We’ve seen a lot of marketing over the past few years about “clean” or “fit” wine, usually matched with celebrity endorsements of dubious health claims. The constant whiplash of information takes a lot of the fun out of wine drinking whilst not providing any useful drinking advice.

If 2020 taught us anything, it’s that the home is full of creature comforts, and familiarity isn’t necessarily a bad thing. Wine is no exception, and a dependable house wine that you enjoy and don’t mind imbibing most evenings is every bit as satisfying as freshly-baked sourdough. Not every bottle has to be an event or an experience, and sometimes we just want something tasty and dependable. As many of us eat out less but entertain small groups at home more often, expect a good, all-purpose red or white to be part of the party.

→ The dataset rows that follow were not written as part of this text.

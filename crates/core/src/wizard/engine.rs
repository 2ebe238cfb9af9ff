use thiserror::Error;

use crate::audit::{AuditCategory, AuditContext, AuditEvent, AuditOutcome, AuditSink};
use crate::wizard::states::{
    TransitionOutcome, WizardAction, WizardContext, WizardEvent, WizardLayout, WizardPhase,
};

#[derive(Clone, Debug, Error, PartialEq, Eq)]
pub enum WizardError {
    #[error("payment must be initiated before leaving the payment step")]
    PaymentRequired,
    #[error("the wizard is already completed")]
    AlreadyCompleted,
    #[error("event {event:?} is not valid on step {step}")]
    InvalidTransition { step: usize, event: WizardEvent },
}

/// Pure step-transition rules over a [`WizardLayout`]. The engine never
/// touches field values or the network; the controller owns those and
/// interprets the actions this returns.
#[derive(Clone, Copy, Debug, Default)]
pub struct WizardEngine {
    layout: WizardLayout,
}

impl WizardEngine {
    pub fn new(layout: WizardLayout) -> Self {
        Self { layout }
    }

    pub fn layout(&self) -> WizardLayout {
        self.layout
    }

    pub fn initial_phase(&self) -> WizardPhase {
        WizardPhase::Step(0)
    }

    pub fn apply(
        &self,
        current: WizardPhase,
        event: WizardEvent,
        context: &WizardContext,
    ) -> Result<TransitionOutcome, WizardError> {
        transition(self.layout, current, event, context)
    }

    pub fn apply_with_audit<S>(
        &self,
        current: WizardPhase,
        event: WizardEvent,
        context: &WizardContext,
        sink: &S,
        audit: &AuditContext,
    ) -> Result<TransitionOutcome, WizardError>
    where
        S: AuditSink,
    {
        let result = self.apply(current, event, context);
        match &result {
            Ok(outcome) => {
                sink.emit(
                    AuditEvent::new(
                        audit.session_id.clone(),
                        audit.correlation_id.clone(),
                        "wizard.transition_applied",
                        AuditCategory::Wizard,
                        audit.actor.clone(),
                        AuditOutcome::Success,
                    )
                    .with_metadata("from", format!("{:?}", outcome.from))
                    .with_metadata("to", format!("{:?}", outcome.to))
                    .with_metadata("event", format!("{:?}", outcome.event)),
                );
            }
            Err(error) => {
                sink.emit(
                    AuditEvent::new(
                        audit.session_id.clone(),
                        audit.correlation_id.clone(),
                        "wizard.transition_rejected",
                        AuditCategory::Wizard,
                        audit.actor.clone(),
                        AuditOutcome::Rejected,
                    )
                    .with_metadata("error", error.to_string()),
                );
            }
        }
        result
    }
}

fn transition(
    layout: WizardLayout,
    current: WizardPhase,
    event: WizardEvent,
    context: &WizardContext,
) -> Result<TransitionOutcome, WizardError> {
    use WizardAction::{BeginSubmission, OpenPaymentWindow};
    use WizardEvent::{Advance, PaymentInitiated, Retreat};

    let WizardPhase::Step(step) = current else {
        return Err(WizardError::AlreadyCompleted);
    };
    debug_assert!(step < layout.step_count());

    let (to, actions) = match event {
        Advance if step == layout.payment_step() && !context.payment_acknowledged => {
            return Err(WizardError::PaymentRequired);
        }
        // Leaving the submit step means running the submission protocol;
        // the phase only moves once the controller reports success.
        Advance if step == layout.submit_step() => {
            if !context.payment_acknowledged {
                return Err(WizardError::PaymentRequired);
            }
            (WizardPhase::Step(step), vec![BeginSubmission])
        }
        Advance => (WizardPhase::Step(step + 1), Vec::new()),
        Retreat => (WizardPhase::Step(step.saturating_sub(1)), Vec::new()),
        PaymentInitiated if step == layout.payment_step() => {
            (WizardPhase::Step(step), vec![OpenPaymentWindow])
        }
        PaymentInitiated => {
            return Err(WizardError::InvalidTransition { step, event });
        }
    };

    Ok(TransitionOutcome { from: current, to, event, actions })
}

Champagne is Out, Cava de Paraje Calificado is In

You must’ve heard by now – France has had a string of tough vintages, and there is now a shortage of Champagne. Not surprisingly, prices have increased, and now we’re all looking for alternatives.

Fortunately, a few of the very best Cava producers have introduced a new quality tier called Cava de Paraje Calificado. The rules for the designation are strict: the grapes must come from a single vineyard with mature vines, farmed organically, aged for a minimum of three years, and be produced in only dry styles. As a result, you end up with Cava that, in many ways, matches and sometimes exceeds the quality of many Champagnes. As a bonus, Cava de Paraje Calificado generally costs less than Champagne, so your wallet will be nearly as thankful as your taste buds.